Top officials at Kabul Bank and a senior leader at the Central Bank declined to comment on the details of the rescue efforts, which were still being negotiated Saturday. However, a manager at the Central Bank and a senior American official confirmed that there would be what the American official called an “intervention.”
The United States is advising the Afghan government on how to manage the crisis, but is not contributing any American money, officials said.
“This is an Afghan issue,” Deputy Treasury Secretary Neal Wolin said in a statement. “While we are providing technical assistance to the Afghan government, no American taxpayer funds will be used to support Kabul Bank."
The official at the Afghan Central Bank, who, like others involved in the deliberations, requested anonymity, said that the bank’s risk management department was preparing to take over operations at Kabul Bank, and that Kabul’s existing management would be purged.
A major shareholder in the bank, Mahmoud Karzai, the brother of the Afghan president, said Saturday that government assistance would be unnecessary considering that the bank still retained half of its assets, which officials say are about $2 billion. He said the government “will absolutely guarantee” the salaries of public servants and was transferring money to Kabul Bank each day.
Such assurances failed to curtail the rush of withdrawals.
One of the customers waiting for his money at Kabul Bank on Saturday was a Central Bank employee, who said that the government might prevent a long-term crisis but that it did little to ease his short-term fears.
“I don’t want to lose my money,” said the man, who refused to give his name because of his position at the Central Bank.
Officials at Kabul Bank said they had not yet calculated how much money customers withdrew on Saturday, but that they believed that the figure was less than in previous days. On Thursday, one of the bank’s principal owners said depositors had withdrawn $180 million in the previous two days.
But according to a bank employee distributing tickets for places in line to bank patrons, the crowds on Saturday were higher than ever. By 1 p.m., nearly 2,000 people were waiting in line.
Mahmoud Siakal, a former deputy foreign minister, said the bank’s problems reflected deeper problems with the government and the financial system.
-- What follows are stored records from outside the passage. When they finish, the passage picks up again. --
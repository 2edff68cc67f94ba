//! Capture/detect/publish pipeline
//!
//! All state shared between the camera thread and the service loop (frame
//! store, session counters, pending flag) sits behind one lock owned by
//! [`SharedPipeline`]. Every access goes through a scoped closure, so the lock
//! is released on every exit path and never held across a send or a decode.

mod intake;
mod publisher;
mod session;
mod stats;
mod telemetry;

pub use intake::{CaptureIntake, DropReason, IntakeOutcome};
pub use publisher::{PublishOutcome, Publisher};
pub use session::{ActiveSession, SessionCounters, SessionState, Transition};
pub use stats::PipelineStats;
pub use telemetry::TelemetryMessage;

use parking_lot::Mutex;
use std::sync::atomic::{AtomicBool, Ordering};
use std::time::{Duration, Instant};
use tracing::{debug, info, warn};

use crate::config::PipelineConfig;
use crate::frame::FrameStore;
use crate::transport::{SessionHandle, SessionId};
use stats::StatsCounters;

/// Timing and decimation derived from the pipeline configuration
#[derive(Debug, Clone, Copy, PartialEq, Eq)]
pub struct Cadence {
    pub capture_interval: Duration,
    pub frame_interval: Duration,
    pub motion_check_interval: Duration,
    pub telemetry_interval: Duration,
    pub analyze_every_nth: u32,
    pub frame_counter_period: u32,
}

impl From<&PipelineConfig> for Cadence {
    fn from(config: &PipelineConfig) -> Self {
        Self {
            capture_interval: config.capture_interval(),
            frame_interval: config.frame_interval(),
            motion_check_interval: config.motion_check_interval(),
            telemetry_interval: config.telemetry_interval(),
            analyze_every_nth: config.analyze_every_nth.max(1),
            frame_counter_period: config.frame_counter_period.max(1),
        }
    }
}

impl Default for Cadence {
    fn default() -> Self {
        Self::from(&PipelineConfig::default())
    }
}

/// State guarded by the pipeline lock
#[derive(Debug, Default)]
pub struct PipelineState {
    pub(crate) frames: FrameStore,
    pub(crate) session: SessionState,
    /// Output is due and a wake-up has been issued
    pub(crate) send_pending: bool,
    /// Bumped on every lifecycle transition
    pub(crate) generation: u64,
}

impl PipelineState {
    pub fn session(&self) -> &SessionState {
        &self.session
    }

    pub fn frames(&self) -> &FrameStore {
        &self.frames
    }

    pub fn frames_mut(&mut self) -> &mut FrameStore {
        &mut self.frames
    }

    pub fn send_pending(&self) -> bool {
        self.send_pending
    }

    /// True if telemetry or a preview frame is due at `now`
    pub(crate) fn output_due(&self, cadence: &Cadence, now: Instant) -> bool {
        let Some(session) = self.session.active() else {
            return false;
        };
        let counters = &session.counters;

        now.saturating_duration_since(counters.last_telemetry_sent) >= cadence.telemetry_interval
            || (self.frames.frame_available()
                && now.saturating_duration_since(counters.last_frame_sent)
                    >= cadence.frame_interval)
    }

    fn connect(&mut self, handle: SessionHandle, now: Instant) -> Transition {
        if self.session.is_connected() {
            return Transition::Rejected;
        }

        self.generation = self.generation.wrapping_add(1);
        self.frames.clear();
        // request the first writable opportunity
        self.send_pending = true;
        self.session = SessionState::Connected(ActiveSession::new(handle, now));
        Transition::Connected
    }

    fn disconnect(&mut self, id: SessionId) -> Transition {
        match &self.session {
            SessionState::Connected(active) if active.id() == id => {}
            _ => return Transition::Ignored,
        }

        let previous = std::mem::take(&mut self.session);
        self.generation = self.generation.wrapping_add(1);
        self.frames.clear();
        self.send_pending = false;

        match previous {
            SessionState::Connected(active) => Transition::Disconnected(active.counters),
            SessionState::Disconnected => Transition::Ignored,
        }
    }
}

/// Shared pipeline context, constructed once and handed to both the camera
/// thread and the service loop.
#[derive(Debug)]
pub struct SharedPipeline {
    state: Mutex<PipelineState>,
    /// Mirrors `state.session` for the lock-free idle check at intake
    connected: AtomicBool,
    cadence: Cadence,
    stats: StatsCounters,
}

impl SharedPipeline {
    pub fn new(cadence: Cadence) -> Self {
        Self {
            state: Mutex::new(PipelineState::default()),
            connected: AtomicBool::new(false),
            cadence,
            stats: StatsCounters::default(),
        }
    }

    pub fn cadence(&self) -> &Cadence {
        &self.cadence
    }

    /// Runs `f` with the lock held
    pub fn with_state<R>(&self, f: impl FnOnce(&mut PipelineState) -> R) -> R {
        let mut state = self.state.lock();
        f(&mut state)
    }

    /// Installs a new viewer session, resetting counters and the frame store
    pub fn connect(&self, handle: SessionHandle, now: Instant) -> Transition {
        let id = handle.id();
        let peer = handle.peer();
        let transition = self.with_state(|state| {
            let transition = state.connect(handle, now);
            if transition == Transition::Connected {
                self.connected.store(true, Ordering::Release);
            }
            transition
        });

        match transition {
            Transition::Connected => {
                StatsCounters::incr(&self.stats.sessions);
                info!(session_id = id, peer = %peer, "Session started");
            }
            Transition::Rejected => {
                warn!(session_id = id, "Session already active, ignoring connect");
            }
            _ => {}
        }
        transition
    }

    /// Tears down the session with the given id, if it is the active one
    pub fn disconnect(&self, id: SessionId, now: Instant) -> Transition {
        let (transition, connected_at) = self.with_state(|state| {
            let connected_at = state.session.active().map(|s| s.connected_at);
            let transition = state.disconnect(id);
            if transition.changed() {
                self.connected.store(false, Ordering::Release);
            }
            (transition, connected_at)
        });

        match &transition {
            Transition::Disconnected(counters) => {
                let duration = connected_at
                    .map(|at| now.saturating_duration_since(at))
                    .unwrap_or_default();
                info!(
                    session_id = id,
                    duration_s = duration.as_secs(),
                    frames_analyzed = counters.frames_analyzed,
                    motion_frames = counters.motion_frames,
                    "Session ended"
                );
            }
            _ => debug!(session_id = id, "Close for inactive session ignored"),
        }
        transition
    }

    /// Cheap, lock-free check used by the capture thread
    pub fn is_connected(&self) -> bool {
        self.connected.load(Ordering::Acquire)
    }

    pub fn send_pending(&self) -> bool {
        self.with_state(|state| state.send_pending)
    }

    pub fn session_handle(&self) -> Option<SessionHandle> {
        self.with_state(|state| state.session.active().map(|s| s.handle.clone()))
    }

    pub fn counters(&self) -> Option<SessionCounters> {
        self.with_state(|state| state.session.active().map(|s| s.counters))
    }

    pub fn stats(&self) -> PipelineStats {
        self.stats.snapshot()
    }

    pub(crate) fn stats_counters(&self) -> &StatsCounters {
        &self.stats
    }
}

impl Default for SharedPipeline {
    fn default() -> Self {
        Self::new(Cadence::default())
    }
}
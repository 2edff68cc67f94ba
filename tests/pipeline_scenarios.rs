mod common;

use cam_motion_streamer::camera::{CameraDriver, CameraError};
use cam_motion_streamer::config::{CameraConfig, PipelineConfig, ServiceConfig};
use cam_motion_streamer::motion::{MotionDetector, MotionParams};
use cam_motion_streamer::pipeline::{
    Cadence, CaptureIntake, IntakeOutcome, PublishOutcome, Publisher, SharedPipeline,
};
use cam_motion_streamer::service::{self, ServiceEvent, ServiceHandle, ServiceLoop};
use cam_motion_streamer::transport::{OutboundMessage, SessionHandle};
use common::jpeg_frame;
use crossbeam_channel::Receiver;
use std::sync::atomic::AtomicBool;
use std::sync::Arc;
use std::time::{Duration, Instant};
use tokio::sync::mpsc;

#[derive(Default)]
struct FakeCamera {
    streaming: bool,
}

impl CameraDriver for FakeCamera {
    fn start(&mut self) -> Result<(), CameraError> {
        self.streaming = true;
        Ok(())
    }

    fn stop(&mut self) -> Result<(), CameraError> {
        self.streaming = false;
        Ok(())
    }

    fn is_streaming(&self) -> bool {
        self.streaming
    }
}

fn pipeline_config(telemetry_ms: u64) -> PipelineConfig {
    PipelineConfig {
        capture_fps: 10,
        preview_fps: 5,
        motion_check_fps: 10,
        analyze_every_nth: 1,
        frame_counter_period: 30,
        telemetry_interval_ms: telemetry_ms,
    }
}

fn intake(pipeline: &Arc<SharedPipeline>, waker: ServiceHandle) -> CaptureIntake {
    let detector = MotionDetector::new(MotionParams::default()).unwrap();
    CaptureIntake::new(
        Arc::clone(pipeline),
        detector,
        waker,
        &CameraConfig::default(),
    )
}

fn viewer(id: u64) -> (SessionHandle, mpsc::Receiver<OutboundMessage>) {
    SessionHandle::channel(id, "127.0.0.1:8000".parse().unwrap(), 4)
}

struct Sends {
    telemetry: Vec<(Instant, u64, bool)>,
    frames: Vec<Instant>,
}

/// Feeds one frame every 100ms for `duration` and offers the publisher a
/// writable opportunity after each frame.
fn drive(
    intake: &CaptureIntake,
    publisher: &Publisher,
    rx: &mut mpsc::Receiver<OutboundMessage>,
    start: Instant,
    duration: Duration,
    frame: &[u8],
    accepted: &mut u64,
) -> Sends {
    let mut sends = Sends {
        telemetry: Vec::new(),
        frames: Vec::new(),
    };
    let steps = duration.as_millis() as u64 / 100;

    for k in 1..=steps {
        let now = start + Duration::from_millis(k * 100);
        if let IntakeOutcome::Accepted { .. } = intake.accept(frame, now) {
            *accepted += 1;
        }

        match publisher.on_writable(now) {
            PublishOutcome::Telemetry(msg) => {
                assert_eq!(msg.frames_analyzed, *accepted);
                sends.telemetry.push((now, msg.frames_analyzed, msg.motion));
                *accepted = 0;
            }
            PublishOutcome::Frame { .. } => sends.frames.push(now),
            _ => {}
        }
        while rx.try_recv().is_ok() {}
    }
    sends
}

#[test]
fn test_single_telemetry_in_quiet_twelve_seconds() {
    let pipeline = Arc::new(SharedPipeline::new(Cadence::from(&pipeline_config(10_000))));
    let (waker, _events) = service::channel();
    let intake = intake(&pipeline, waker);
    let publisher = Publisher::new(Arc::clone(&pipeline));

    let (handle, mut rx) = viewer(1);
    let start = Instant::now();
    pipeline.connect(handle, start);

    let still = jpeg_frame(None);
    let mut accepted = 0;
    let sends = drive(
        &intake,
        &publisher,
        &mut rx,
        start,
        Duration::from_secs(12),
        &still,
        &mut accepted,
    );

    assert_eq!(sends.telemetry.len(), 1);
    let (at, analyzed, motion) = sends.telemetry[0];
    assert_eq!(at, start + Duration::from_secs(10));
    assert_eq!(analyzed, 100);
    assert!(!motion);
}

#[test]
fn test_send_spacing_within_a_session() {
    let pipeline = Arc::new(SharedPipeline::new(Cadence::from(&pipeline_config(2_000))));
    let (waker, _events) = service::channel();
    let intake = intake(&pipeline, waker);
    let publisher = Publisher::new(Arc::clone(&pipeline));

    let (handle, mut rx) = viewer(1);
    let start = Instant::now();
    pipeline.connect(handle, start);

    let frame = jpeg_frame(None);
    let mut accepted = 0;
    let sends = drive(
        &intake,
        &publisher,
        &mut rx,
        start,
        Duration::from_secs(7),
        &frame,
        &mut accepted,
    );

    assert_eq!(sends.telemetry.len(), 3);
    for pair in sends.telemetry.windows(2) {
        assert!(pair[1].0 - pair[0].0 >= Duration::from_secs(2));
    }

    assert!(sends.frames.len() > 10);
    for pair in sends.frames.windows(2) {
        assert!(pair[1] - pair[0] >= Duration::from_millis(200));
    }
}

#[test]
fn test_motion_is_reported_and_cleared() {
    let pipeline = Arc::new(SharedPipeline::new(Cadence::from(&pipeline_config(1_000))));
    let (waker, _events) = service::channel();
    let intake = intake(&pipeline, waker);
    let publisher = Publisher::new(Arc::clone(&pipeline));

    let (handle, mut rx) = viewer(1);
    let start = Instant::now();
    pipeline.connect(handle, start);

    let still = jpeg_frame(None);
    let moved = jpeg_frame(Some((50, 30, 50)));

    intake.accept(&still, start + Duration::from_millis(100));
    let outcome = intake.accept(&moved, start + Duration::from_millis(200));
    assert_eq!(
        outcome,
        IntakeOutcome::Accepted {
            analyzed: true,
            motion: true
        }
    );

    let PublishOutcome::Telemetry(first) = publisher.on_writable(start + Duration::from_secs(1))
    else {
        panic!("telemetry expected");
    };
    assert!(first.motion);
    assert_eq!(first.motion_frames, 1);
    assert_eq!(first.frames_analyzed, 2);
    assert!(matches!(rx.try_recv(), Ok(OutboundMessage::Telemetry(_))));

    let PublishOutcome::Telemetry(second) = publisher.on_writable(start + Duration::from_secs(2))
    else {
        panic!("telemetry expected");
    };
    assert!(!second.motion);
    assert_eq!(second.motion_frames, 0);
}

fn service_loop(
    pipeline: &Arc<SharedPipeline>,
) -> (ServiceLoop<FakeCamera>, ServiceHandle, Receiver<ServiceEvent>) {
    let (handle, rx) = service::channel();
    let config = ServiceConfig {
        pending_timeout_ms: 1,
        idle_timeout_ms: 5,
        disconnected_timeout_ms: 10,
        stats_interval_s: 0,
    };
    let svc = ServiceLoop::new(
        Arc::clone(pipeline),
        FakeCamera::default(),
        rx.clone(),
        Arc::new(AtomicBool::new(false)),
        &config,
    );
    (svc, handle, rx)
}

#[test]
fn test_reconnect_starts_from_clean_counters() {
    let pipeline = Arc::new(SharedPipeline::new(Cadence::from(&pipeline_config(5_000))));
    let (mut svc, events, _rx) = service_loop(&pipeline);
    let intake = intake(&pipeline, events.clone());

    let (first, _first_rx) = viewer(1);
    events.send(ServiceEvent::Connected(first));
    svc.step();
    assert!(svc.is_streaming());

    let base = Instant::now();
    intake.accept(&jpeg_frame(None), base + Duration::from_secs(1));
    intake.accept(
        &jpeg_frame(Some((50, 30, 50))),
        base + Duration::from_millis(1200),
    );
    let counters = pipeline.counters().unwrap();
    assert!(counters.motion_detected);
    assert_eq!(counters.motion_frames, 1);

    // camera stops within one polling cycle after the close
    events.send(ServiceEvent::Closed(1));
    svc.step();
    assert!(!svc.is_streaming());
    assert!(pipeline.counters().is_none());

    let (second, mut second_rx) = viewer(2);
    events.send(ServiceEvent::Connected(second));
    svc.step();
    assert!(svc.is_streaming());

    let counters = pipeline.counters().unwrap();
    assert!(!counters.motion_detected);
    assert_eq!(counters.motion_frames, 0);
    assert_eq!(counters.frames_analyzed, 0);
    assert!(pipeline.with_state(|s| !s.frames().has_previous()));

    let publisher = Publisher::new(Arc::clone(&pipeline));
    let PublishOutcome::Telemetry(msg) = publisher.on_writable(Instant::now() + Duration::from_secs(6))
    else {
        panic!("telemetry expected");
    };
    assert!(!msg.motion);
    assert_eq!(msg.motion_frames, 0);
    assert!(matches!(
        second_rx.try_recv(),
        Ok(OutboundMessage::Telemetry(_))
    ));
}

#[test]
fn test_idle_camera_while_nobody_watches() {
    let pipeline = Arc::new(SharedPipeline::default());
    let (mut svc, _events, _rx) = service_loop(&pipeline);

    svc.step();
    svc.step();
    assert!(!svc.is_streaming());
}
“What’s happening with Kabul Bank shows an advanced level of the weakening of rule of law since 2002,” he said. “We beg the world to invest here, and on the other hand, our own wealth is disappearing from the country. The fact that government is guaranteeing the bank won’t collapse — who gave them the right to inject all that money into Kabul Bank?”
Some economists argue that the crisis in the nation’s largest bank, if allowed to continue, could create a devastating ripple effect on other sectors of the economy. Others, however, say that because a vast majority of Afghanistan’s economy runs on cash and in the black market, the rest of the economy is largely immune from Kabul Bank’s woes.
The bank crisis is compounded by the coming arrival of Id al-Fitr, the Muslim holiday when Afghans punctuate the end of the holy month of Ramadan with lavish shopping sprees. Also, many other customers typically withdraw their monthly salaries at the start of each month.
The Afghanistan Banks Association, which represents of 17 commercial banks, called the situation “normal and controlled” because the public now understands that the government would not allow the bank to collapse.
Najibullah Amiri, the general secretary of the association, said the frantic customers at the bank were simply “illiterate people who hear the news and start withdrawing.” He said the bank had no liquidity issues.
At the bank’s main branch, an environmental engineer named Hamid disagreed. He had waited more than five hours to fill his straw vegetable sack with his entire savings: $100,000.
“I don’t trust my government,” he said, gripping the sack tightly. “They lie. I’m an old man, and I have enough experience in my life to know how this government is."
Sangar Rahimi and Sharifullah Sahak contributed reporting from Kabul, and Mark Landler from Washington.